THE TASK ▸ After finding the line containing "filename src/error.rs" below, please output that line and each following one through the line containing "pub enum StoreError", exactly as written.

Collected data
= = = = =

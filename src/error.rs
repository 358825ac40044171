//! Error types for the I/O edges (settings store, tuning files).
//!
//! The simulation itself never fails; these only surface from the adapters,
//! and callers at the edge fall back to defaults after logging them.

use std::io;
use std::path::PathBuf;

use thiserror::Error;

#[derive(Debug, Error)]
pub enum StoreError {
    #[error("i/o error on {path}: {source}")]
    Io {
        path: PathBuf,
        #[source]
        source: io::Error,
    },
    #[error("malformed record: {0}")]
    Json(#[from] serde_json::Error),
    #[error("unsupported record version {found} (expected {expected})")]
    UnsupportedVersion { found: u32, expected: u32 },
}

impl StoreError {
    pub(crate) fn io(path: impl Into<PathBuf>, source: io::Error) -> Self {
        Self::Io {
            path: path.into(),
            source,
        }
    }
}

= = = = =

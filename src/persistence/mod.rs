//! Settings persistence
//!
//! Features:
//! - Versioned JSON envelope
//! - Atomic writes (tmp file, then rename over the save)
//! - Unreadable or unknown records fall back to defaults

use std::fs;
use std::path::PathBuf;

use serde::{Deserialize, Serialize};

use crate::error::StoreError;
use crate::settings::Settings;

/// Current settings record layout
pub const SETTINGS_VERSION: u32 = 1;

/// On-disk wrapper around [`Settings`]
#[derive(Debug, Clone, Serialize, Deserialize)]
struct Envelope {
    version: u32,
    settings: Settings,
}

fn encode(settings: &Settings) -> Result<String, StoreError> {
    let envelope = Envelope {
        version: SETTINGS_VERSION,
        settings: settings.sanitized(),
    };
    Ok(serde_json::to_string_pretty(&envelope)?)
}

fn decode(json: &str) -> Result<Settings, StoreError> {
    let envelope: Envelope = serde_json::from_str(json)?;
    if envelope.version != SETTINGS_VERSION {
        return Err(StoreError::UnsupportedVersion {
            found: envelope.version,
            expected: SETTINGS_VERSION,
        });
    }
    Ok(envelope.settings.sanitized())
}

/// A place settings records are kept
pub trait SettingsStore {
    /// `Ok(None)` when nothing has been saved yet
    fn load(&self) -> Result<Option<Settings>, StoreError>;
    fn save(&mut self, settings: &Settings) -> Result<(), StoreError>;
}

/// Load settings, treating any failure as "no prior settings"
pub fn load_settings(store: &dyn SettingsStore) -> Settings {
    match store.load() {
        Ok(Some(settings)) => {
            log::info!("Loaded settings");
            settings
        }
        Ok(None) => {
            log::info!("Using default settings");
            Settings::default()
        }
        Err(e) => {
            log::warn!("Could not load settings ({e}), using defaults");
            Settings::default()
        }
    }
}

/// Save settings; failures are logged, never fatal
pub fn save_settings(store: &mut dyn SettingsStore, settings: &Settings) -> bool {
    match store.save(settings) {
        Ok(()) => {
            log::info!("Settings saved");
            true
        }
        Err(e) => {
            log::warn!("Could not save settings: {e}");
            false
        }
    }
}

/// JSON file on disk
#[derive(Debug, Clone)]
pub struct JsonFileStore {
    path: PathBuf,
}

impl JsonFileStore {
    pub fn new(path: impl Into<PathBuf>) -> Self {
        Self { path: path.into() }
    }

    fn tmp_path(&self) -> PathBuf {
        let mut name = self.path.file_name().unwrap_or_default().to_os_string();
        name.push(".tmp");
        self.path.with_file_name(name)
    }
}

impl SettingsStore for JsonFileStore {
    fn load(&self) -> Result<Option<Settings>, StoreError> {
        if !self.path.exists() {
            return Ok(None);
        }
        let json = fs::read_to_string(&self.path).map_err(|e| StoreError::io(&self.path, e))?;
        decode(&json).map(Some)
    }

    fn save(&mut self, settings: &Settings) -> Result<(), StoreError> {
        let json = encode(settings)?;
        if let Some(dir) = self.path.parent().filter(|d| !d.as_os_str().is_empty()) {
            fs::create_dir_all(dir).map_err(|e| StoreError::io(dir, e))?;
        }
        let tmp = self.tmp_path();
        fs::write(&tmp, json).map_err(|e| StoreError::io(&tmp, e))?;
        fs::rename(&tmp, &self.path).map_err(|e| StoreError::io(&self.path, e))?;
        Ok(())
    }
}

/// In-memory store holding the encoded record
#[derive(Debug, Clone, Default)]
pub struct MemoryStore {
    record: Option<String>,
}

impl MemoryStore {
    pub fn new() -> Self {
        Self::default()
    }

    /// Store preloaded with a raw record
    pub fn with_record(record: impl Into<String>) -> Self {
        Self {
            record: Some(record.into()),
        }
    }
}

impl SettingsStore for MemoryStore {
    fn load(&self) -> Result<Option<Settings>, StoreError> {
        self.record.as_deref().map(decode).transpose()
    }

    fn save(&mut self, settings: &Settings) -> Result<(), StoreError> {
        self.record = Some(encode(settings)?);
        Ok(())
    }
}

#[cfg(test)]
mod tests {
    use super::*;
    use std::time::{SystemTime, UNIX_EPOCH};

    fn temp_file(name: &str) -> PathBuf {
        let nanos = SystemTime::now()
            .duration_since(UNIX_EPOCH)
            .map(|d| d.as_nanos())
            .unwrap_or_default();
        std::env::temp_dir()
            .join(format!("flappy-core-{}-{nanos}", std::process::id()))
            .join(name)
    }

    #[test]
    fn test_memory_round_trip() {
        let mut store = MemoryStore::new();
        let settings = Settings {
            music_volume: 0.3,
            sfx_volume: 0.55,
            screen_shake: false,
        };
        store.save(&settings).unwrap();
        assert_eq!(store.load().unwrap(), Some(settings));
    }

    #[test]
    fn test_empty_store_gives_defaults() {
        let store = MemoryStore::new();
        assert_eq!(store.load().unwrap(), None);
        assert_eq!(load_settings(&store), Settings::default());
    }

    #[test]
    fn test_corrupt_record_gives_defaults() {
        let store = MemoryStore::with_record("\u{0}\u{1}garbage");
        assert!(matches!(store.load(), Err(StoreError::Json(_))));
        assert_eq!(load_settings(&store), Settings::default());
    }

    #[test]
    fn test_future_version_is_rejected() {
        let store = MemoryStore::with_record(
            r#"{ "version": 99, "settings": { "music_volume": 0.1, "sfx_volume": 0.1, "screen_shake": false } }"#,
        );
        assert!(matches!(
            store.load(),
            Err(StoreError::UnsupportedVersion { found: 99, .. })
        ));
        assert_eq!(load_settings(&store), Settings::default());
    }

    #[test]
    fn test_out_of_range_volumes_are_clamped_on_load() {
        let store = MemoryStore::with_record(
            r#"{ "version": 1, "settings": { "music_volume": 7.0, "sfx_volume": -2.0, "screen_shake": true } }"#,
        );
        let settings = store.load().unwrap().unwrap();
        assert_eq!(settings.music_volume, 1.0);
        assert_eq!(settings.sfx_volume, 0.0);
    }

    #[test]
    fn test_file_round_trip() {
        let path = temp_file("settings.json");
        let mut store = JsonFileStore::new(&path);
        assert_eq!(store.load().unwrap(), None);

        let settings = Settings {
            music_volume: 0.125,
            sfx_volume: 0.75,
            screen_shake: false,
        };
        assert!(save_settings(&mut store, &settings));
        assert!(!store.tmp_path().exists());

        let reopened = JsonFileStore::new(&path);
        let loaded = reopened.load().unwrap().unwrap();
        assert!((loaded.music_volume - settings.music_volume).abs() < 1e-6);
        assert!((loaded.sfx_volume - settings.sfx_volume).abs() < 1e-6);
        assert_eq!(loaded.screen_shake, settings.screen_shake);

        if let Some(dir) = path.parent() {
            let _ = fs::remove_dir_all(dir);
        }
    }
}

= = = = =

SOLUTION FOR THIS TASK ▸
filename src/error.rs
repository 358825ac40044171
//! Error types for the I/O edges (settings store, tuning files).
//!
//! The simulation itself never fails; these only surface from the adapters,
//! and callers at the edge fall back to defaults after logging them.

use std::io;
use std::path::PathBuf;

use thiserror::Error;

#[derive(Debug, Error)]
pub enum StoreError {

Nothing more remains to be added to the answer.